Material supplied —
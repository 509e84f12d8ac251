//! Result of matching one gesture against the database

use crate::actions::Action;
use crate::models::StrokeId;

/// `Ranking::id` when nothing matched
pub const NO_MATCH_ID: i64 = -2;

/// `Ranking::id` when a trivial gesture fell back to the default click
pub const DEFAULT_ID: i64 = -1;

/// Name reported for the default click
pub const DEFAULT_NAME: &str = "click (default)";

/// Which entry won
#[derive(Debug, Clone, Copy, PartialEq, Eq)]
pub enum WinnerId {
    Entry(StrokeId),
    /// Synthesized click for a trivial gesture; has no action
    Default,
}

#[derive(Debug, Clone, PartialEq)]
pub struct Winner<G> {
    pub id: WinnerId,
    pub name: String,
    pub action: Option<Action>,
    /// Closest registered gesture, absent for the default click
    pub stroke: Option<G>,
}

/// A registered gesture that scored above the relevance threshold
#[derive(Debug, Clone, PartialEq)]
pub struct Candidate<G> {
    pub score: f64,
    pub name: String,
    pub stroke: G,
}

/// Outcome of a match attempt
#[derive(Debug, Clone)]
pub struct Ranking<G> {
    /// The gesture that was matched
    pub stroke: Option<G>,
    /// Winning score, or -1 when nothing matched
    pub score: f64,
    pub winner: Option<Winner<G>>,
    /// Whether the winner's action ran; `None` if nothing was executed
    pub executed: Option<bool>,
    candidates: Vec<Candidate<G>>,
}

impl<G> Ranking<G> {
    /// A ranking with no winner and no candidates
    pub fn no_match(stroke: Option<G>) -> Self {
        Self {
            stroke,
            score: -1.0,
            winner: None,
            executed: None,
            candidates: Vec::new(),
        }
    }

    pub(crate) fn push_candidate(&mut self, candidate: Candidate<G>) {
        self.candidates.push(candidate);
    }

    /// Keep candidates ordered by score; equal scores stay in scan order
    pub(crate) fn sort_candidates(&mut self) {
        self.candidates.sort_by(|a, b| a.score.total_cmp(&b.score));
    }

    pub fn success(&self) -> bool {
        self.winner.is_some()
    }

    /// Numeric id: the entry id, [`DEFAULT_ID`] or [`NO_MATCH_ID`]
    pub fn id(&self) -> i64 {
        match self.winner.as_ref().map(|w| w.id) {
            Some(WinnerId::Entry(id)) => id.get() as i64,
            Some(WinnerId::Default) => DEFAULT_ID,
            None => NO_MATCH_ID,
        }
    }

    pub fn name(&self) -> Option<&str> {
        self.winner.as_ref().map(|w| w.name.as_str())
    }

    pub fn action(&self) -> Option<&Action> {
        self.winner.as_ref().and_then(|w| w.action.as_ref())
    }

    /// Every relevant candidate, ascending by score
    pub fn candidates(&self) -> &[Candidate<G>] {
        &self.candidates
    }

    /// The `n` best candidates, best first
    pub fn best_candidates(&self, n: usize) -> impl Iterator<Item = &Candidate<G>> {
        self.candidates.iter().rev().take(n)
    }
}
//! strokectl - command-line editor for the stroke action database
//!
//! Loads the actions file from the config directory, applies one
//! subcommand and saves the result.

use actiondb::{
    ActionDb, FileSnapshotStore, LogNotifier, Persister, SaveOutcome, SaveTimer, Stroke,
    SystemEffects,
};
use anyhow::{Result, bail};
use clap::Parser;
use config::Settings;
use log::{debug, error};

mod cli;
mod commands;

use cli::Cli;

const CONFIG_DIR_REMEDY: &str =
    "You can change the configuration directory using the -c or --config-dir option.";

fn main() -> Result<()> {
    let cli = Cli::parse();
    let settings = Settings::load(cli.config_dir.clone())?;

    // Initialize logging
    env_logger::Builder::from_env(
        env_logger::Env::default().default_filter_or(cli::log_filter(cli.verbosity(settings.verbosity))),
    )
    .format_timestamp_millis()
    .init();

    // Bootstrap config directory
    if let Err(e) = settings.ensure_dir() {
        error!("Failed to initialize config directory: {:#}", e);
    }

    let mut persister = Persister::new(
        FileSnapshotStore::new(settings.actions_path()),
        LogNotifier,
        SaveTimer::from_millis(settings.save_delay_ms),
    )
    .with_remedy(CONFIG_DIR_REMEDY);
    let mut db: ActionDb<Stroke> = persister.load();

    let mut stdout = std::io::stdout().lock();
    commands::run(
        &cli.command,
        &mut db,
        &settings.actions_path(),
        &mut SystemEffects,
        &mut stdout,
    )?;

    match persister.flush(&mut db) {
        Some(SaveOutcome::Failed) => bail!(
            "Couldn't save actions to {}",
            settings.actions_path().display()
        ),
        Some(SaveOutcome::Saved { entries }) => debug!("Wrote {} entries", entries),
        None => {}
    }
    Ok(())
}
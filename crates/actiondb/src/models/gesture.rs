//! Gesture abstraction
//!
//! The database never looks inside a gesture. It only needs an ordering
//! (to collapse duplicates), serde support (to persist), a triviality test
//! and an external similarity function.

use serde::Serialize;
use serde::de::DeserializeOwned;

/// A recorded gesture shape
pub trait Gesture: Ord + Clone + Serialize + DeserializeOwned {
    /// Whether the gesture is degenerate (near-zero motion, i.e. a click)
    fn is_trivial(&self) -> bool;
}

/// Similarity function between two gestures
///
/// Must be defined for every pair and return a score where 0.25 and 0.7
/// are meaningful thresholds (normally within `[0, 1]`).
pub trait Comparator<G> {
    fn compare(&self, a: &G, b: &G) -> f64;
}

impl<G, F> Comparator<G> for F
where
    F: Fn(&G, &G) -> f64,
{
    fn compare(&self, a: &G, b: &G) -> f64 {
        self(a, b)
    }
}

Work to be completed — What you write must be the entries restated word for word, from the opening line through the one holding "Some(WinnerId::Entry(id)) => id.get()", with nothing else.

Solved exercise —
repository 509e84f12d8ac251
//! Result of matching one gesture against the database

use crate::actions::Action;
use crate::models::StrokeId;

/// `Ranking::id` when nothing matched
pub const NO_MATCH_ID: i64 = -2;

/// `Ranking::id` when a trivial gesture fell back to the default click
pub const DEFAULT_ID: i64 = -1;

/// Name reported for the default click
pub const DEFAULT_NAME: &str = "click (default)";

/// Which entry won
#[derive(Debug, Clone, Copy, PartialEq, Eq)]
pub enum WinnerId {
    Entry(StrokeId),
    /// Synthesized click for a trivial gesture; has no action
    Default,
}

#[derive(Debug, Clone, PartialEq)]
pub struct Winner<G> {
    pub id: WinnerId,
    pub name: String,
    pub action: Option<Action>,
    /// Closest registered gesture, absent for the default click
    pub stroke: Option<G>,
}

/// A registered gesture that scored above the relevance threshold
#[derive(Debug, Clone, PartialEq)]
pub struct Candidate<G> {
    pub score: f64,
    pub name: String,
    pub stroke: G,
}

/// Outcome of a match attempt
#[derive(Debug, Clone)]
pub struct Ranking<G> {
    /// The gesture that was matched
    pub stroke: Option<G>,
    /// Winning score, or -1 when nothing matched
    pub score: f64,
    pub winner: Option<Winner<G>>,
    /// Whether the winner's action ran; `None` if nothing was executed
    pub executed: Option<bool>,
    candidates: Vec<Candidate<G>>,
}

impl<G> Ranking<G> {
    /// A ranking with no winner and no candidates
    pub fn no_match(stroke: Option<G>) -> Self {
        Self {
            stroke,
            score: -1.0,
            winner: None,
            executed: None,
            candidates: Vec::new(),
        }
    }

    pub(crate) fn push_candidate(&mut self, candidate: Candidate<G>) {
        self.candidates.push(candidate);
    }

    /// Keep candidates ordered by score; equal scores stay in scan order
    pub(crate) fn sort_candidates(&mut self) {
        self.candidates.sort_by(|a, b| a.score.total_cmp(&b.score));
    }

    pub fn success(&self) -> bool {
        self.winner.is_some()
    }

    /// Numeric id: the entry id, [`DEFAULT_ID`] or [`NO_MATCH_ID`]
    pub fn id(&self) -> i64 {
        match self.winner.as_ref().map(|w| w.id) {
            Some(WinnerId::Entry(id)) => id.get() as i64,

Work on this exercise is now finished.